(Study material Opens)
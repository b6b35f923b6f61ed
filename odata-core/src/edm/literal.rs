// EDM literal grammar.
//
// Two textual forms exist for every primitive value: the plain form used in
// payloads and for cast round-tripping (`thirty`, `P1D`), and the URI literal
// form that appears in `$filter` and keys (`'thirty'`, `duration'P1D'`).

use super::primitive::{EdmPrimitiveKind, Facets, PrimitiveValue};
use base64::engine::general_purpose::{STANDARD, URL_SAFE, URL_SAFE_NO_PAD};
use base64::Engine;
use bigdecimal::BigDecimal;
use chrono::{DateTime, NaiveDate, NaiveTime, SecondsFormat, TimeDelta};
use regex::Regex;
use std::str::FromStr;
use std::sync::LazyLock;
use uuid::Uuid;

static DECIMAL_RE: LazyLock<Regex> =
    LazyLock::new(|| Regex::new(r"^[+-]?(\d+(\.\d*)?|\.\d+)$").expect("decimal pattern"));

static FLOAT_RE: LazyLock<Regex> = LazyLock::new(|| {
    Regex::new(r"^[+-]?(\d+(\.\d*)?|\.\d+)([eE][+-]?\d+)?$").expect("float pattern")
});

static GUID_RE: LazyLock<Regex> = LazyLock::new(|| {
    Regex::new(r"^[0-9a-fA-F]{8}-[0-9a-fA-F]{4}-[0-9a-fA-F]{4}-[0-9a-fA-F]{4}-[0-9a-fA-F]{12}$")
        .expect("guid pattern")
});

static DURATION_RE: LazyLock<Regex> = LazyLock::new(|| {
    Regex::new(r"^(-)?P(?:(\d+)D)?(?:T(?:(\d+)H)?(?:(\d+)M)?(?:(\d+)(?:\.(\d+))?S)?)?$")
        .expect("duration pattern")
});

static SHORT_DATETIME_RE: LazyLock<Regex> = LazyLock::new(|| {
    Regex::new(r"^(\d{4}-\d{2}-\d{2}[Tt]\d{2}:\d{2})([Zz]|[+-]\d{2}:\d{2})$")
        .expect("datetime pattern")
});

#[derive(Debug, Clone, PartialEq, Eq, thiserror::Error)]
pub enum LiteralError {
    #[error("'{literal}' is not a valid {kind} value")]
    Invalid {
        literal: String,
        kind: EdmPrimitiveKind,
    },

    #[error("'{literal}' violates the {facet} facet of {kind}")]
    Facet {
        literal: String,
        kind: EdmPrimitiveKind,
        facet: &'static str,
    },
}

fn invalid(literal: &str, kind: EdmPrimitiveKind) -> LiteralError {
    LiteralError::Invalid {
        literal: literal.to_string(),
        kind,
    }
}

/// Parse the plain (non-URI) string form of a value.
pub fn parse_value(
    text: &str,
    kind: EdmPrimitiveKind,
    facets: &Facets,
) -> Result<PrimitiveValue, LiteralError> {
    let err = || invalid(text, kind);
    let value = match kind {
        EdmPrimitiveKind::Boolean => {
            if text.eq_ignore_ascii_case("true") {
                PrimitiveValue::Boolean(true)
            } else if text.eq_ignore_ascii_case("false") {
                PrimitiveValue::Boolean(false)
            } else {
                return Err(err());
            }
        }
        EdmPrimitiveKind::Byte => PrimitiveValue::Byte(text.parse().map_err(|_| err())?),
        EdmPrimitiveKind::SByte => PrimitiveValue::SByte(text.parse().map_err(|_| err())?),
        EdmPrimitiveKind::Int16 => PrimitiveValue::Int16(text.parse().map_err(|_| err())?),
        EdmPrimitiveKind::Int32 => PrimitiveValue::Int32(text.parse().map_err(|_| err())?),
        EdmPrimitiveKind::Int64 => PrimitiveValue::Int64(text.parse().map_err(|_| err())?),
        EdmPrimitiveKind::Decimal => {
            if !DECIMAL_RE.is_match(text) {
                return Err(err());
            }
            let value = BigDecimal::from_str(text).map_err(|_| err())?;
            check_decimal_facets(text, &value, facets)?;
            PrimitiveValue::Decimal(value)
        }
        EdmPrimitiveKind::Single => PrimitiveValue::Single(parse_float::<f32>(text).ok_or_else(err)?),
        EdmPrimitiveKind::Double => PrimitiveValue::Double(parse_float::<f64>(text).ok_or_else(err)?),
        EdmPrimitiveKind::String => {
            if let Some(max) = facets.max_length {
                if text.chars().count() > max {
                    return Err(LiteralError::Facet {
                        literal: text.to_string(),
                        kind,
                        facet: "MaxLength",
                    });
                }
            }
            PrimitiveValue::String(text.to_string())
        }
        EdmPrimitiveKind::Date => {
            PrimitiveValue::Date(NaiveDate::parse_from_str(text, "%Y-%m-%d").map_err(|_| err())?)
        }
        EdmPrimitiveKind::DateTimeOffset => PrimitiveValue::DateTimeOffset(parse_datetime(text).ok_or_else(err)?),
        EdmPrimitiveKind::TimeOfDay => {
            let time = NaiveTime::parse_from_str(text, "%H:%M:%S%.f")
                .or_else(|_| NaiveTime::parse_from_str(text, "%H:%M"))
                .map_err(|_| err())?;
            PrimitiveValue::TimeOfDay(time)
        }
        EdmPrimitiveKind::Duration => PrimitiveValue::Duration(parse_duration(text).ok_or_else(err)?),
        EdmPrimitiveKind::Guid => {
            if !GUID_RE.is_match(text) {
                return Err(err());
            }
            PrimitiveValue::Guid(Uuid::parse_str(text).map_err(|_| err())?)
        }
        EdmPrimitiveKind::Binary => {
            let bytes = STANDARD
                .decode(text)
                .or_else(|_| URL_SAFE.decode(text))
                .or_else(|_| URL_SAFE_NO_PAD.decode(text))
                .map_err(|_| err())?;
            if let Some(max) = facets.max_length {
                if bytes.len() > max {
                    return Err(LiteralError::Facet {
                        literal: text.to_string(),
                        kind,
                        facet: "MaxLength",
                    });
                }
            }
            PrimitiveValue::Binary(bytes)
        }
    };
    Ok(value)
}

fn check_decimal_facets(text: &str, value: &BigDecimal, facets: &Facets) -> Result<(), LiteralError> {
    let (digits, exponent) = value.normalized().as_bigint_and_exponent();
    let fraction_digits = exponent.max(0) as u64;
    let total_digits = digits.to_string().trim_start_matches('-').len() as u64
        + (-exponent).max(0) as u64;

    let facet = |facet| LiteralError::Facet {
        literal: text.to_string(),
        kind: EdmPrimitiveKind::Decimal,
        facet,
    };
    if let Some(scale) = facets.scale {
        if fraction_digits > u64::from(scale) {
            return Err(facet("Scale"));
        }
    }
    if let Some(precision) = facets.precision {
        if total_digits > u64::from(precision) {
            return Err(facet("Precision"));
        }
    }
    Ok(())
}

trait Float: FromStr + Copy {
    const INFINITY: Self;
    const NEG_INFINITY: Self;
    const NAN: Self;
    fn is_finite(self) -> bool;
}

impl Float for f32 {
    const INFINITY: Self = f32::INFINITY;
    const NEG_INFINITY: Self = f32::NEG_INFINITY;
    const NAN: Self = f32::NAN;
    fn is_finite(self) -> bool {
        f32::is_finite(self)
    }
}

impl Float for f64 {
    const INFINITY: Self = f64::INFINITY;
    const NEG_INFINITY: Self = f64::NEG_INFINITY;
    const NAN: Self = f64::NAN;
    fn is_finite(self) -> bool {
        f64::is_finite(self)
    }
}

fn parse_float<F: Float>(text: &str) -> Option<F> {
    match text {
        "INF" => return Some(F::INFINITY),
        "-INF" => return Some(F::NEG_INFINITY),
        "NaN" => return Some(F::NAN),
        _ => {}
    }
    if !FLOAT_RE.is_match(text) {
        return None;
    }
    let value: F = text.parse().ok()?;
    // A finite literal that overflows the target width is out of range.
    value.is_finite().then_some(value)
}

fn parse_datetime(text: &str) -> Option<DateTime<chrono::FixedOffset>> {
    if let Ok(value) = DateTime::parse_from_rfc3339(text) {
        return Some(value);
    }
    let caps = SHORT_DATETIME_RE.captures(text)?;
    let expanded = format!("{}:00{}", &caps[1], &caps[2]);
    DateTime::parse_from_rfc3339(&expanded).ok()
}

/// Parse an ISO 8601 day-time duration (`-P1DT2H3M4.5S`).
pub fn parse_duration(text: &str) -> Option<TimeDelta> {
    let caps = DURATION_RE.captures(text)?;
    let has_component = (2..=5).any(|i| caps.get(i).is_some());
    if !has_component || text.ends_with('T') {
        return None;
    }

    let number = |i: usize| -> Option<i128> {
        caps.get(i).map_or(Some(0), |m| m.as_str().parse::<i128>().ok())
    };
    let days = number(2)?;
    let hours = number(3)?;
    let minutes = number(4)?;
    let seconds = number(5)?;
    let nanos = match caps.get(6) {
        Some(m) => {
            let mut digits: String = m.as_str().chars().take(9).collect();
            while digits.len() < 9 {
                digits.push('0');
            }
            digits.parse::<i128>().ok()?
        }
        None => 0,
    };

    let total = days
        .checked_mul(86_400)?
        .checked_add(hours.checked_mul(3_600)?)?
        .checked_add(minutes.checked_mul(60)?)?
        .checked_add(seconds)?
        .checked_mul(1_000_000_000)?
        .checked_add(nanos)?;
    let total = if caps.get(1).is_some() { -total } else { total };
    let secs = i64::try_from(total.div_euclid(1_000_000_000)).ok()?;
    let sub = u32::try_from(total.rem_euclid(1_000_000_000)).ok()?;
    TimeDelta::new(secs, sub)
}

pub fn format_duration(value: &TimeDelta) -> String {
    let total = i128::from(value.num_seconds()) * 1_000_000_000
        + i128::from(value.subsec_nanos());
    let negative = total < 0;
    let total = total.abs();

    let nanos = total % 1_000_000_000;
    let mut secs = total / 1_000_000_000;
    let days = secs / 86_400;
    secs %= 86_400;
    let hours = secs / 3_600;
    secs %= 3_600;
    let minutes = secs / 60;
    secs %= 60;

    let mut out = String::new();
    if negative {
        out.push('-');
    }
    out.push('P');
    if days > 0 {
        out.push_str(&format!("{}D", days));
    }
    if hours > 0 || minutes > 0 || secs > 0 || nanos > 0 || days == 0 {
        out.push('T');
        if hours > 0 {
            out.push_str(&format!("{}H", hours));
        }
        if minutes > 0 {
            out.push_str(&format!("{}M", minutes));
        }
        if secs > 0 || nanos > 0 || (hours == 0 && minutes == 0) {
            if nanos > 0 {
                let fraction = format!("{:09}", nanos);
                out.push_str(&format!("{}.{}S", secs, fraction.trim_end_matches('0')));
            } else {
                out.push_str(&format!("{}S", secs));
            }
        }
    }
    out
}

/// Plain string form of a value, honouring scale and precision facets.
pub fn format_value(value: &PrimitiveValue, facets: &Facets) -> String {
    match value {
        PrimitiveValue::Null => "null".to_string(),
        PrimitiveValue::Binary(bytes) => STANDARD.encode(bytes),
        PrimitiveValue::Boolean(b) => b.to_string(),
        PrimitiveValue::Byte(v) => v.to_string(),
        PrimitiveValue::SByte(v) => v.to_string(),
        PrimitiveValue::Int16(v) => v.to_string(),
        PrimitiveValue::Int32(v) => v.to_string(),
        PrimitiveValue::Int64(v) => v.to_string(),
        PrimitiveValue::Decimal(d) => match facets.scale {
            Some(scale) => d.with_scale(i64::from(scale)).to_plain_string(),
            None => d.normalized().to_plain_string(),
        },
        PrimitiveValue::Single(f) => format_float(f64::from(*f), f.to_string()),
        PrimitiveValue::Double(f) => format_float(*f, f.to_string()),
        PrimitiveValue::String(s) => s.clone(),
        PrimitiveValue::Date(d) => d.format("%Y-%m-%d").to_string(),
        PrimitiveValue::DateTimeOffset(dt) => {
            let format = match facets.precision {
                Some(0) => SecondsFormat::Secs,
                Some(1..=3) => SecondsFormat::Millis,
                Some(4..=6) => SecondsFormat::Micros,
                Some(_) => SecondsFormat::Nanos,
                None => SecondsFormat::AutoSi,
            };
            dt.to_rfc3339_opts(format, true)
        }
        PrimitiveValue::TimeOfDay(t) => t.format("%H:%M:%S%.f").to_string(),
        PrimitiveValue::Duration(d) => format_duration(d),
        PrimitiveValue::Guid(g) => g.hyphenated().to_string(),
    }
}

fn format_float(value: f64, display: String) -> String {
    if value.is_nan() {
        "NaN".to_string()
    } else if value == f64::INFINITY {
        "INF".to_string()
    } else if value == f64::NEG_INFINITY {
        "-INF".to_string()
    } else {
        display
    }
}

/// Parse a URI literal (as written in `$filter`, keys and aliases).
pub fn from_uri_literal(literal: &str, kind: EdmPrimitiveKind) -> Result<PrimitiveValue, LiteralError> {
    if literal == "null" {
        return Ok(PrimitiveValue::Null);
    }
    let facets = Facets::default();
    match kind {
        EdmPrimitiveKind::String => {
            let inner = unquote(literal).ok_or_else(|| invalid(literal, kind))?;
            Ok(PrimitiveValue::String(inner))
        }
        EdmPrimitiveKind::Duration => {
            let text = prefixed(literal, "duration").unwrap_or_else(|| literal.to_string());
            parse_value(&text, kind, &facets).map_err(|_| invalid(literal, kind))
        }
        EdmPrimitiveKind::Binary => {
            let text = prefixed(literal, "binary").ok_or_else(|| invalid(literal, kind))?;
            parse_value(&text, kind, &facets).map_err(|_| invalid(literal, kind))
        }
        EdmPrimitiveKind::Decimal => parse_suffixed(literal, kind, &['M', 'm']),
        EdmPrimitiveKind::Double => parse_suffixed(literal, kind, &['D', 'd']),
        EdmPrimitiveKind::Single => parse_suffixed(literal, kind, &['F', 'f']),
        EdmPrimitiveKind::Int64 => parse_suffixed(literal, kind, &['L', 'l']),
        _ => parse_value(literal, kind, &facets),
    }
}

fn parse_suffixed(literal: &str, kind: EdmPrimitiveKind, suffixes: &[char]) -> Result<PrimitiveValue, LiteralError> {
    let text = match literal.strip_suffix(suffixes) {
        // `INF` ends in `F`; only strip when a digit remains before the suffix.
        Some(rest) if rest.ends_with(|c: char| c.is_ascii_digit() || c == '.') => rest,
        _ => literal,
    };
    parse_value(text, kind, &Facets::default()).map_err(|_| invalid(literal, kind))
}

/// `'it''s'` -> `it's`
fn unquote(literal: &str) -> Option<String> {
    let inner = literal.strip_prefix('\'')?.strip_suffix('\'')?;
    let mut out = String::with_capacity(inner.len());
    let mut chars = inner.chars().peekable();
    while let Some(c) = chars.next() {
        if c == '\'' && chars.next() != Some('\'') {
            return None;
        }
        out.push(c);
    }
    Some(out)
}

/// `duration'P1D'` -> `P1D` (prefix is case-insensitive).
fn prefixed(literal: &str, prefix: &str) -> Option<String> {
    let rest = literal
        .get(..prefix.len())
        .filter(|head| head.eq_ignore_ascii_case(prefix))
        .and_then(|_| literal.get(prefix.len()..))
        .filter(|rest| !rest.is_empty())?;
    unquote(rest)
}

pub fn quote(text: &str) -> String {
    format!("'{}'", text.replace('\'', "''"))
}

/// URI literal of a value; inverse of [`from_uri_literal`].
pub fn to_uri_literal(value: &PrimitiveValue) -> String {
    match value {
        PrimitiveValue::Null => "null".to_string(),
        PrimitiveValue::String(s) => quote(s),
        PrimitiveValue::Duration(d) => format!("duration{}", quote(&format_duration(d))),
        PrimitiveValue::Binary(bytes) => format!("binary'{}'", URL_SAFE.encode(bytes)),
        other => format_value(other, &Facets::default()),
    }
}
(Study material Closes)
● Task goal
An exact copy of the data is needed, running from its first line through the line that holds "pub enum LiteralError", and nothing beyond that.

● Answer to this exercise
repository b6b35f923b6f61ed
filename odata-core/src/edm/literal.rs
// EDM literal grammar.
//
// Two textual forms exist for every primitive value: the plain form used in
// payloads and for cast round-tripping (`thirty`, `P1D`), and the URI literal
// form that appears in `$filter` and keys (`'thirty'`, `duration'P1D'`).

use super::primitive::{EdmPrimitiveKind, Facets, PrimitiveValue};
use base64::engine::general_purpose::{STANDARD, URL_SAFE, URL_SAFE_NO_PAD};
use base64::Engine;
use bigdecimal::BigDecimal;
use chrono::{DateTime, NaiveDate, NaiveTime, SecondsFormat, TimeDelta};
use regex::Regex;
use std::str::FromStr;
use std::sync::LazyLock;
use uuid::Uuid;

static DECIMAL_RE: LazyLock<Regex> =
    LazyLock::new(|| Regex::new(r"^[+-]?(\d+(\.\d*)?|\.\d+)$").expect("decimal pattern"));

static FLOAT_RE: LazyLock<Regex> = LazyLock::new(|| {
    Regex::new(r"^[+-]?(\d+(\.\d*)?|\.\d+)([eE][+-]?\d+)?$").expect("float pattern")
});

static GUID_RE: LazyLock<Regex> = LazyLock::new(|| {
    Regex::new(r"^[0-9a-fA-F]{8}-[0-9a-fA-F]{4}-[0-9a-fA-F]{4}-[0-9a-fA-F]{4}-[0-9a-fA-F]{12}$")
        .expect("guid pattern")
});

static DURATION_RE: LazyLock<Regex> = LazyLock::new(|| {
    Regex::new(r"^(-)?P(?:(\d+)D)?(?:T(?:(\d+)H)?(?:(\d+)M)?(?:(\d+)(?:\.(\d+))?S)?)?$")
        .expect("duration pattern")
});

static SHORT_DATETIME_RE: LazyLock<Regex> = LazyLock::new(|| {
    Regex::new(r"^(\d{4}-\d{2}-\d{2}[Tt]\d{2}:\d{2})([Zz]|[+-]\d{2}:\d{2})$")
        .expect("datetime pattern")
});

#[derive(Debug, Clone, PartialEq, Eq, thiserror::Error)]
pub enum LiteralError {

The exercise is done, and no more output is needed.